Take your 1.5 MOA rifle and add 2 inches, for example, and your possible point of impact (with a perfect shot taken) extends to about a possible 5" radius even as near as 100 yards.
I'm not getting this. A 1.5MOA rifle shoots a 1.5" group. That 1.5" distance between the shots farthest apart. This ALSO means when sighted properly, all shots will be approx. 3/4" (or less) from the point of aim.
Ok, add 2 inches. Now its a 3.5" group, with a radius of 1.75". NOT 5".
A 5" radius means a circle 10" in diameter.

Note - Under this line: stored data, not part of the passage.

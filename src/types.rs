//! Core data types shared across the engine

use serde::{Deserialize, Serialize};
use std::fmt;
use std::time::{SystemTime, UNIX_EPOCH};

/// Supported game variants
#[derive(Debug, Clone, Copy, Serialize, Deserialize, PartialEq, Eq, Hash)]
#[serde(rename_all = "lowercase")]
pub enum GameKind {
    Crash,
    ColorDraw,
    Battle,
}

impl fmt::Display for GameKind {
    fn fmt(&self, f: &mut fmt::Formatter<'_>) -> fmt::Result {
        match self {
            GameKind::Crash => write!(f, "crash"),
            GameKind::ColorDraw => write!(f, "colordraw"),
            GameKind::Battle => write!(f, "battle"),
        }
    }
}

/// Round lifecycle phase
#[derive(Debug, Clone, Copy, Serialize, Deserialize, PartialEq, Eq)]
#[serde(rename_all = "lowercase")]
pub enum Phase {
    /// Betting window is open
    Waiting,
    /// Outcome is unfolding; crash cash-outs accepted here
    Active,
    /// Outcome revealed, settlement done, cooldown before the next round
    Resolved,
}

/// Color choice for the three-way draw variant
#[derive(Debug, Clone, Copy, Serialize, Deserialize, PartialEq, Eq, Hash)]
#[serde(rename_all = "lowercase")]
pub enum Color {
    Red,
    Green,
    Blue,
}

impl fmt::Display for Color {
    fn fmt(&self, f: &mut fmt::Formatter<'_>) -> fmt::Result {
        match self {
            Color::Red => write!(f, "red"),
            Color::Green => write!(f, "green"),
            Color::Blue => write!(f, "blue"),
        }
    }
}

/// Bet status, transitions monotonically forward and is never reverted
#[derive(Debug, Clone, Copy, Serialize, Deserialize, PartialEq, Eq)]
#[serde(rename_all = "lowercase")]
pub enum BetStatus {
    Active,
    Cashed,
    Won,
    Lost,
}

/// A single registered bet. The stake has already been debited from the
/// player's balance before the bet exists.
#[derive(Debug, Clone, Serialize, Deserialize, PartialEq)]
pub struct Bet {
    pub player: String,
    /// Distinguishes concurrent bets by the same player in one round,
    /// e.g. "panel1"/"panel2" bet panels or "entry" for battle
    pub slot: String,
    pub stake: f64,
    /// Color pick for the draw variant; other variants carry no pick
    #[serde(skip_serializing_if = "Option::is_none")]
    pub pick: Option<Color>,
    pub status: BetStatus,
    /// Stamped once, on cash-out or at round resolution
    #[serde(skip_serializing_if = "Option::is_none")]
    pub settled_multiplier: Option<f64>,
    pub placed_at: u64,
}

impl Bet {
    pub fn new(player: &str, slot: &str, stake: f64, pick: Option<Color>) -> Self {
        Self {
            player: player.to_string(),
            slot: slot.to_string(),
            stake,
            pick,
            status: BetStatus::Active,
            settled_multiplier: None,
            placed_at: current_timestamp(),
        }
    }
}

/// A round's committed outcome. Generated once, never mutated, revealed at
/// resolution.
#[derive(Debug, Clone, Serialize, Deserialize, PartialEq)]
#[serde(tag = "kind", rename_all = "lowercase")]
pub enum Outcome {
    /// The multiplier at which the round crashes
    Crash { multiplier: f64 },
    /// The drawn winning color
    ColorDraw { winning: Color },
    /// The drawn winner and the pool they take (minus the house cut);
    /// `None` when nobody joined the round
    Battle { winner: Option<String>, pool: f64 },
}

impl Outcome {
    /// Short display label used in the history feed
    pub fn label(&self) -> String {
        match self {
            Outcome::Crash { multiplier } => format!("{:.2}x", multiplier),
            Outcome::ColorDraw { winning } => winning.to_string(),
            Outcome::Battle { winner, .. } => match winner {
                Some(player) => mask_player(player),
                None => "no entrants".to_string(),
            },
        }
    }

    /// Crash multiplier, when applicable
    pub fn multiplier(&self) -> Option<f64> {
        match self {
            Outcome::Crash { multiplier } => Some(*multiplier),
            _ => None,
        }
    }
}

/// One entry in the bounded recent-outcome history
#[derive(Debug, Clone, Serialize, Deserialize)]
pub struct OutcomeRecord {
    pub round_id: String,
    pub label: String,
    #[serde(skip_serializing_if = "Option::is_none")]
    pub multiplier: Option<f64>,
    pub timestamp: u64,
}

/// Point-in-time view of a round, broadcast after every tick
#[derive(Debug, Clone, Serialize, Deserialize)]
pub struct RoundSnapshot {
    pub game: GameKind,
    pub round_id: String,
    pub phase: Phase,
    /// Time remaining in the current phase; zero while a continuous round
    /// is unfolding (it has no fixed deadline)
    pub remaining_ms: u64,
    /// Current continuous multiplier, for the crash variant only
    #[serde(skip_serializing_if = "Option::is_none")]
    pub multiplier: Option<f64>,
    pub active_bets: usize,
    /// Most-recent-first, capped
    pub history: Vec<OutcomeRecord>,
}

/// Wager pressure snapshot handed to the outcome policy at generation time
#[derive(Debug, Clone)]
pub struct RoundContext {
    pub active_bets: usize,
    /// Distinct players with an active bet, used for pooled-winner draws
    pub players: Vec<String>,
    pub total_staked: f64,
}

/// Result of a successful cash-out
#[derive(Debug, Clone, Serialize, Deserialize, PartialEq)]
pub struct CashOutReceipt {
    pub multiplier: f64,
    pub payout: f64,
}

/// Push events delivered over the live channel
#[derive(Debug, Clone, Serialize, Deserialize)]
#[serde(tag = "type")]
pub enum PushEvent {
    /// Public round state, broadcast every tick
    #[serde(rename = "round_state")]
    RoundState(RoundSnapshot),

    /// Public spectator feed entry; identity is pseudonymised
    #[serde(rename = "new_bet")]
    NewBet {
        game: GameKind,
        player: String,
        slot: String,
        amount: f64,
    },

    /// Public resolution announcement
    #[serde(rename = "round_resolved")]
    RoundResolved {
        game: GameKind,
        round_id: String,
        outcome: Outcome,
    },

    /// Private balance update after a cash-out or settlement credit
    #[serde(rename = "balance_update")]
    BalanceUpdate { new_balance: f64 },
}

/// Mask a player identity for public feeds (the spectator feed must never
/// leak the full identity)
pub fn mask_player(player: &str) -> String {
    let visible: String = player.chars().take(3).collect();
    format!("{}***", visible)
}

/// Current unix timestamp in seconds
pub fn current_timestamp() -> u64 {
    SystemTime::now()
        .duration_since(UNIX_EPOCH)
        .unwrap_or_default()
        .as_secs()
}

#[cfg(test)]
mod tests {
    use super::*;

    #[test]
    fn test_mask_player() {
        assert_eq!(mask_player("alice@example.com"), "ali***");
        assert_eq!(mask_player("ab"), "ab***");
    }

    #[test]
    fn test_outcome_labels() {
        assert_eq!(Outcome::Crash { multiplier: 2.3 }.label(), "2.30x");
        assert_eq!(
            Outcome::ColorDraw { winning: Color::Red }.label(),
            "red"
        );
        let battle = Outcome::Battle {
            winner: Some("bob@example.com".to_string()),
            pool: 150.0,
        };
        assert_eq!(battle.label(), "bob***");
    }

    #[test]
    fn test_push_event_serialization() {
        let event = PushEvent::NewBet {
            game: GameKind::Crash,
            player: mask_player("alice@example.com"),
            slot: "panel1".to_string(),
            amount: 100.0,
        };
        let json = serde_json::to_string(&event).unwrap();
        assert!(json.contains("\"type\":\"new_bet\""));
        assert!(json.contains("ali***"));
        assert!(!json.contains("alice@example.com"));
    }

    #[test]
    fn test_bet_starts_active() {
        let bet = Bet::new("alice", "panel1", 50.0, None);
        assert_eq!(bet.status, BetStatus::Active);
        assert!(bet.settled_multiplier.is_none());
    }
}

Where (and when) I grew up temp during deer season ran from below freezing to well below zero. Amazing how warm a calm sunny 25dgree day can feel when you're used to wind and 15 or more degrees less...
Anyway, one of the lessons some folks learned was that if you're going to hunt "in the freezer", store your rifle in the freezer. Same goes the opposite way, in the heat. There's more than a bit of difference between Kentucky woods and 7,000 feet up the side of a rock in the Cascades. tec.

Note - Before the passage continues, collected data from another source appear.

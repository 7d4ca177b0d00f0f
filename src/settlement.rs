//! Round settlement
//!
//! Runs exactly once per round, triggered only by the clock's transition
//! into the resolved phase. Every credit attempt is independent: a
//! failing balance store rejects one payout, gets retried and logged, and
//! never aborts the rest of the round or stalls the clock.

use crate::balance::BalanceStore;
use crate::policy::OutcomePolicy;
use crate::registry::ConnectionRegistry;
use crate::types::{Bet, BetStatus, GameKind, Outcome, PushEvent};
use tracing::{debug, info, warn};

const CREDIT_ATTEMPTS: u32 = 3;

/// What one settlement pass did, for logging and tests
#[derive(Debug)]
pub struct SettlementReport {
    pub round_id: String,
    pub bets: Vec<Bet>,
    pub won: usize,
    pub lost: usize,
    pub total_paid: f64,
    pub failed_credits: usize,
}

/// Settle every bet left active at resolution. The bets arrive already
/// drained from the ledger, so this consumes each exactly once.
pub async fn settle_round(
    game: GameKind,
    round_id: &str,
    mut bets: Vec<Bet>,
    outcome: &Outcome,
    policy: &dyn OutcomePolicy,
    balances: &dyn BalanceStore,
    registry: &ConnectionRegistry,
) -> SettlementReport {
    let mut report = SettlementReport {
        round_id: round_id.to_string(),
        bets: Vec::with_capacity(bets.len()),
        won: 0,
        lost: 0,
        total_paid: 0.0,
        failed_credits: 0,
    };

    for bet in bets.iter_mut() {
        let payout = policy.payout_for(bet, outcome);

        if payout > 0.0 {
            bet.status = BetStatus::Won;
            bet.settled_multiplier = Some(payout / bet.stake);
            report.won += 1;

            match credit_with_retry(balances, &bet.player, payout).await {
                Some(new_balance) => {
                    report.total_paid += payout;
                    // Offline players are still credited; they just miss
                    // the live notification
                    registry.send_to(&bet.player, PushEvent::BalanceUpdate { new_balance });
                }
                None => {
                    report.failed_credits += 1;
                    warn!(
                        %game,
                        round_id,
                        player = %bet.player,
                        payout,
                        "credit abandoned after {} attempts",
                        CREDIT_ATTEMPTS
                    );
                }
            }
        } else {
            bet.status = BetStatus::Lost;
            report.lost += 1;
        }
    }

    report.bets = bets;
    info!(
        %game,
        round_id,
        won = report.won,
        lost = report.lost,
        total_paid = report.total_paid,
        failed_credits = report.failed_credits,
        "round settled"
    );

    report
}

/// Independent per-bet credit with bounded retry
pub(crate) async fn credit_with_retry(
    balances: &dyn BalanceStore,
    player: &str,
    amount: f64,
) -> Option<f64> {
    for attempt in 1..=CREDIT_ATTEMPTS {
        match balances.credit(player, amount).await {
            Ok(new_balance) => return Some(new_balance),
            Err(e) => {
                debug!(player, amount, attempt, error = %e, "credit attempt failed");
            }
        }
    }
    None
}

#[cfg(test)]
mod tests {
    use super::*;
    use crate::balance::InMemoryBalanceStore;
    use crate::config::{BattleConfig, ColorConfig};
    use crate::errors::BalanceError;
    use crate::policy::{BattlePolicy, ColorDrawPolicy};
    use crate::types::Color;
    use async_trait::async_trait;

    #[tokio::test]
    async fn test_color_round_pays_matching_pick_only() {
        let policy = ColorDrawPolicy::new(ColorConfig::default());
        let balances = InMemoryBalanceStore::new();
        balances.seed("red-player", 0.0);
        balances.seed("blue-player", 0.0);
        let registry = ConnectionRegistry::new();

        let bets = vec![
            Bet::new("red-player", "main", 50.0, Some(Color::Red)),
            Bet::new("blue-player", "main", 50.0, Some(Color::Blue)),
        ];
        let outcome = Outcome::ColorDraw {
            winning: Color::Red,
        };

        let report = settle_round(
            GameKind::ColorDraw,
            "round-1",
            bets,
            &outcome,
            &policy,
            &balances,
            &registry,
        )
        .await;

        assert_eq!(report.won, 1);
        assert_eq!(report.lost, 1);
        assert_eq!(report.total_paid, 100.0);
        assert_eq!(balances.get_balance("red-player").await.unwrap(), 100.0);
        assert_eq!(balances.get_balance("blue-player").await.unwrap(), 0.0);

        // No bet leaves settlement still active
        assert!(report
            .bets
            .iter()
            .all(|b| b.status == BetStatus::Won || b.status == BetStatus::Lost));
    }

    #[tokio::test]
    async fn test_battle_single_winner() {
        let policy = BattlePolicy::new(BattleConfig::default());
        let balances = InMemoryBalanceStore::new();
        let registry = ConnectionRegistry::new();

        let bets = vec![
            Bet::new("a", "entry", 50.0, None),
            Bet::new("b", "entry", 50.0, None),
            Bet::new("c", "entry", 50.0, None),
        ];
        let outcome = Outcome::Battle {
            winner: Some("b".to_string()),
            pool: 150.0,
        };

        let report = settle_round(
            GameKind::Battle,
            "round-1",
            bets,
            &outcome,
            &policy,
            &balances,
            &registry,
        )
        .await;

        assert_eq!(report.won, 1);
        assert_eq!(report.lost, 2);
        assert_eq!(report.total_paid, 135.0);
        assert_eq!(balances.get_balance("b").await.unwrap(), 135.0);
    }

    /// Store that refuses credits for one player but works for the rest
    struct GrudgeStore {
        inner: InMemoryBalanceStore,
        refuse: String,
    }

    #[async_trait]
    impl BalanceStore for GrudgeStore {
        async fn get_balance(&self, player: &str) -> Result<f64, BalanceError> {
            self.inner.get_balance(player).await
        }

        async fn credit(&self, player: &str, amount: f64) -> Result<f64, BalanceError> {
            if player == self.refuse {
                return Err(BalanceError::Unavailable("store timeout".to_string()));
            }
            self.inner.credit(player, amount).await
        }

        async fn debit(&self, player: &str, amount: f64) -> Result<f64, BalanceError> {
            self.inner.debit(player, amount).await
        }
    }

    #[tokio::test]
    async fn test_one_failing_credit_does_not_abort_the_rest() {
        let policy = ColorDrawPolicy::new(ColorConfig::default());
        let balances = GrudgeStore {
            inner: InMemoryBalanceStore::new(),
            refuse: "unlucky".to_string(),
        };
        let registry = ConnectionRegistry::new();

        let bets = vec![
            Bet::new("unlucky", "main", 10.0, Some(Color::Green)),
            Bet::new("lucky", "main", 10.0, Some(Color::Green)),
        ];
        let outcome = Outcome::ColorDraw {
            winning: Color::Green,
        };

        let report = settle_round(
            GameKind::ColorDraw,
            "round-1",
            bets,
            &outcome,
            &policy,
            &balances,
            &registry,
        )
        .await;

        assert_eq!(report.won, 2);
        assert_eq!(report.failed_credits, 1);
        assert_eq!(report.total_paid, 20.0);
        assert_eq!(balances.get_balance("lucky").await.unwrap(), 20.0);
    }
}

Point is your tools become "acclimated" to the temp/humidity they're in, and when that changes, so do they, a little bit. One deer camp I knew actually had a cabin, with wood stove, rather than a tent...luxury!! but we were cruel, we made the rifles stay outside.
Free floated barrel? sure, why not? HAD to do it to one of my rifles. Moved from a humid place to a dry one, and noticed after a few months, that the wood stock had warped, and was now pressing on one side of the barrel.
It was my fault, though, I had not properly sealed the stock when I refinished it a couple years previously. Didn't matter where I was, but did after I moved to a much different climate.
Free floating (with a properly bedded action) isn't a cure everything thing, but it is a cure some things, and keep others from being a thing, thing.